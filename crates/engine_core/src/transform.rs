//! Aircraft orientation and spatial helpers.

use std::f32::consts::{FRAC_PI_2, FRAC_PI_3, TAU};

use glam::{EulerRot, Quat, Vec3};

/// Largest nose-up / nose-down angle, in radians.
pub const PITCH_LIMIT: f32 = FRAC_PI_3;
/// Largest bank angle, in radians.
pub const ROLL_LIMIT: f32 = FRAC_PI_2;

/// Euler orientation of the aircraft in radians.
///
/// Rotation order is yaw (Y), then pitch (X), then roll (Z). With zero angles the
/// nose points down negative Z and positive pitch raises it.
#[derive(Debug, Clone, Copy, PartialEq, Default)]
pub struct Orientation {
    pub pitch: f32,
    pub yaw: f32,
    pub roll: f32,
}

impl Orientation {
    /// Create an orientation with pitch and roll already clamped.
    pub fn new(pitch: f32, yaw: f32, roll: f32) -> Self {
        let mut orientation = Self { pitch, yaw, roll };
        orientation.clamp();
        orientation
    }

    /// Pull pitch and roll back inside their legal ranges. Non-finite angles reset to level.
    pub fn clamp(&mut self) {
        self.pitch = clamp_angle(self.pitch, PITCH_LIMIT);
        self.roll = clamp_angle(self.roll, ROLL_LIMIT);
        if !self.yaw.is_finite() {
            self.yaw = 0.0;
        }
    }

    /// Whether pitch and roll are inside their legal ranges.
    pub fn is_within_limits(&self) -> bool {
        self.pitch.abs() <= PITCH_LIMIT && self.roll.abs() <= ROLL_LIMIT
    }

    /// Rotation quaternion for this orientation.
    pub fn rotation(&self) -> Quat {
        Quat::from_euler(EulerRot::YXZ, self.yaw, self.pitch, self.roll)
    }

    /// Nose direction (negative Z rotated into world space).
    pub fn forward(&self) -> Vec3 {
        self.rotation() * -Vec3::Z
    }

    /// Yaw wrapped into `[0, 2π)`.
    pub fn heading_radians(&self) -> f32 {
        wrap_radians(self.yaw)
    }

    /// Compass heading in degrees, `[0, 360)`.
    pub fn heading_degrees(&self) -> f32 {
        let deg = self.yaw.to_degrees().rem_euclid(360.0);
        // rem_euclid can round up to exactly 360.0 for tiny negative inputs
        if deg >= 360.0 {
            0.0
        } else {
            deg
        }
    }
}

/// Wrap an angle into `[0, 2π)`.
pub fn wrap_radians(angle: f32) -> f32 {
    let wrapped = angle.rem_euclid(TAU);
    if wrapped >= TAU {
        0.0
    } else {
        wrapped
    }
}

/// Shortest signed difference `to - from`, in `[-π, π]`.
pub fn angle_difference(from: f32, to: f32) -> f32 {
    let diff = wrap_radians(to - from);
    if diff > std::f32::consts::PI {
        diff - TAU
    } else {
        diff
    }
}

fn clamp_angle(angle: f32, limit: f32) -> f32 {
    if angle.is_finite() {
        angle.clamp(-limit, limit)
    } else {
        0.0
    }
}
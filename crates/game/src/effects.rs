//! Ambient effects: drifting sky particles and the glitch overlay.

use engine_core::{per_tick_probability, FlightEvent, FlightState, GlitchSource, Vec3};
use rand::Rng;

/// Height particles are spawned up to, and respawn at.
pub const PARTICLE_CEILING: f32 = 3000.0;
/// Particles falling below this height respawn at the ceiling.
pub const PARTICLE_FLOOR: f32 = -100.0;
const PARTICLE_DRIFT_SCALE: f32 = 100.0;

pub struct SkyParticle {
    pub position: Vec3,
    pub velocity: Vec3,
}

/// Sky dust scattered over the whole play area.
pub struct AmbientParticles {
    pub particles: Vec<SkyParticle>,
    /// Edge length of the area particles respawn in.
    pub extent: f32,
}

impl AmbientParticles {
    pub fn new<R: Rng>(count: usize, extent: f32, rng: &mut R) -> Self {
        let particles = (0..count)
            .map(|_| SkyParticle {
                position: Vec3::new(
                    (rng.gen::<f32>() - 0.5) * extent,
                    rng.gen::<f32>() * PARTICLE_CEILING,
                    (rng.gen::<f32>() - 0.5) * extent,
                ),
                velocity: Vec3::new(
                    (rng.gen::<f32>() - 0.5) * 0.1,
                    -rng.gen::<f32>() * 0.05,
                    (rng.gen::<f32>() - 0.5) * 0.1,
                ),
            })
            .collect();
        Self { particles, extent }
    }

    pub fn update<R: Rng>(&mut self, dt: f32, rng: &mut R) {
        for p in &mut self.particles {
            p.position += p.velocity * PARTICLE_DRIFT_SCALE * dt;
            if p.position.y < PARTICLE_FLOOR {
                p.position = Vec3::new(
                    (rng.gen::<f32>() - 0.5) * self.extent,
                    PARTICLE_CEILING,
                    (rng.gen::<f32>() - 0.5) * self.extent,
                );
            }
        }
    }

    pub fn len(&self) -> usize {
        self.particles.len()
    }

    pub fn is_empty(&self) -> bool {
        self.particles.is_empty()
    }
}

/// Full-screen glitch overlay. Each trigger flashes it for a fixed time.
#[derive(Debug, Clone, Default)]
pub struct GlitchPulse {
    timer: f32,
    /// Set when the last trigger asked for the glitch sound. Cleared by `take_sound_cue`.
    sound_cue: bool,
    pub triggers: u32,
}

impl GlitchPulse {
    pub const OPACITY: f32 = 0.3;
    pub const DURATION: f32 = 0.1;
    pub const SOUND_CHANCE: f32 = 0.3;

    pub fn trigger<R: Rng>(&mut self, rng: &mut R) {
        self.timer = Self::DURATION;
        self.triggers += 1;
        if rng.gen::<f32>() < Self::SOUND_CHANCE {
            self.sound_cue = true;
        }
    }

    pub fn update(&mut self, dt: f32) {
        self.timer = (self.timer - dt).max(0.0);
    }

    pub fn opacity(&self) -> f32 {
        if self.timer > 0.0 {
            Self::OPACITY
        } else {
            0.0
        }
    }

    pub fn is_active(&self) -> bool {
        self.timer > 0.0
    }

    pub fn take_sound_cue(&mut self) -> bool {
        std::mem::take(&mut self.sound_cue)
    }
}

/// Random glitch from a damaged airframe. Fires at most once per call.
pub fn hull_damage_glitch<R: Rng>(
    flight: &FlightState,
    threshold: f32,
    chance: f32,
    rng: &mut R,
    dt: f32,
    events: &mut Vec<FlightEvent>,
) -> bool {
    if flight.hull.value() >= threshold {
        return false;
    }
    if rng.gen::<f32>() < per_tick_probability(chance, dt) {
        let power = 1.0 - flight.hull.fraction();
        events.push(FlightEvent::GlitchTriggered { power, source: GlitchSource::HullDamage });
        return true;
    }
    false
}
■ ■ ■ ■
> _What is expected_
In the entries above, find each line with the word "EulerRot" and copy it.

> _Task solution_
use glam::{EulerRot, Quat, Vec3};
        Quat::from_euler(EulerRot::YXZ, self.yaw, self.pitch, self.roll)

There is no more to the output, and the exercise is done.